In Java,everybody know Integer cannot be cast to String, which is an error at compile time.

Now for this generic case,

        public <T> T cast(Object o) {
            return (T) Integer.class.cast(o);//cast Integer to T
        }

        void method1() {
            String q = cast("q"); //T is String
        }

I just don't understand why in this case java can not warn you at compile time where Integer is cast to String. Why that? In my knowleages,the type erasure is happened after compiling.

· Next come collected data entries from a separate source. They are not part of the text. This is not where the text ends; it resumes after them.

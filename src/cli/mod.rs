//! Command-line interface wiring for icd-assistant.

use anyhow::Result;
use clap::{Parser, Subcommand, ValueEnum};

use crate::config::Settings;

pub mod extract;
pub mod lookup;
pub mod serve;
pub mod validate;

/// Top-level CLI definition.
#[derive(Debug, Parser)]
#[command(author, version, about = "Automated ICD-10 diagnosis extraction", long_about = None)]
pub struct Cli {
    #[command(subcommand)]
    command: Commands,
}

impl Cli {
    /// Parse CLI arguments from the environment.
    pub fn parse() -> Self {
        <Self as Parser>::parse()
    }

    /// Dispatch the selected sub-command.
    pub async fn dispatch(self, settings: Settings) -> Result<()> {
        match self.command {
            Commands::Extract(args) => extract::run(args, settings).await,
            Commands::Validate(args) => validate::run(args, settings).await,
            Commands::Lookup(args) => lookup::run(args, settings).await,
            Commands::Serve(args) => serve::run(args, settings).await,
        }
    }
}

/// Supported sub-commands.
#[derive(Debug, Subcommand)]
pub enum Commands {
    /// Run the extraction pipeline over a records CSV.
    Extract(extract::Args),
    /// Check a records CSV and dictionary before a run.
    Validate(validate::Args),
    /// Probe the code dictionary for a single term.
    Lookup(lookup::Args),
    /// Serve the JSON API over exported results.
    Serve(serve::Args),
}

/// Comparison basis for ground-truth evaluation.
#[derive(Clone, Copy, Debug, PartialEq, Eq, ValueEnum)]
pub enum EvalBasis {
    /// Compare normalized entity strings against the reference diagnosis.
    Entities,
    /// Compare mapped ICD-10 codes against the reference diagnosis.
    Codes,
}

impl EvalBasis {
    pub fn as_str(&self) -> &'static str {
        match self {
            Self::Entities => "entities",
            Self::Codes => "codes",
        }
    }
}

/// Direction of the evaluation containment check.
#[derive(Clone, Copy, Debug, PartialEq, Eq, ValueEnum)]
pub enum MatchDirection {
    /// A detected term must occur inside the reference diagnosis.
    DetectedInReference,
    /// The whole reference diagnosis must occur inside a detected term.
    ReferenceInDetected,
}

/// Dictionary lookup mode.
#[derive(Clone, Copy, Debug, PartialEq, Eq, ValueEnum)]
pub enum MatchMode {
    /// A dictionary term matches when it occurs inside the entity.
    Substring,
    /// A dictionary term matches only when it equals the entity.
    Exact,
}
//! Clinical natural language processing layer.

pub mod ner;
pub mod normalize;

Edit:I just thought that the compiler has type inference to know that T is String, so that Integer cannot be cast to. But apparently it dosen't.

Upvotes: 2

Views: 1385

Answers (1)

Sotirios Delimanolis
Sotirios Delimanolis

Reputation: 280168

With this

public <T> T cast(Object o) {
     return (T) Integer.class.cast(o);//cast Integer to T
}

you declare a type variable T that is unbounded, ie. it can be any reference type. So the cast to Integer might work or it might not.

All the compiler can do is warn you

Type safety: Unchecked cast from Integer to T

If, instead, you had given bounds to the type variable, something like

public <T extends CharSequence> T cast(Object o) {
    return (T) Integer.class.cast(o); // Cannot cast from Integer to T
}

then you would very much get a compilation error because CharSequence and Integer are not in the same inheritance hierarchy and are therefore incompatible.

In this specific case, you would get the compilation error even without the cast to T. This is because

AnyTypeName.class 

always returns a Class<ThatTypeName> and Class#cast makes use of the generic type. In this case it would return an Integer and Integer is not convertible to T.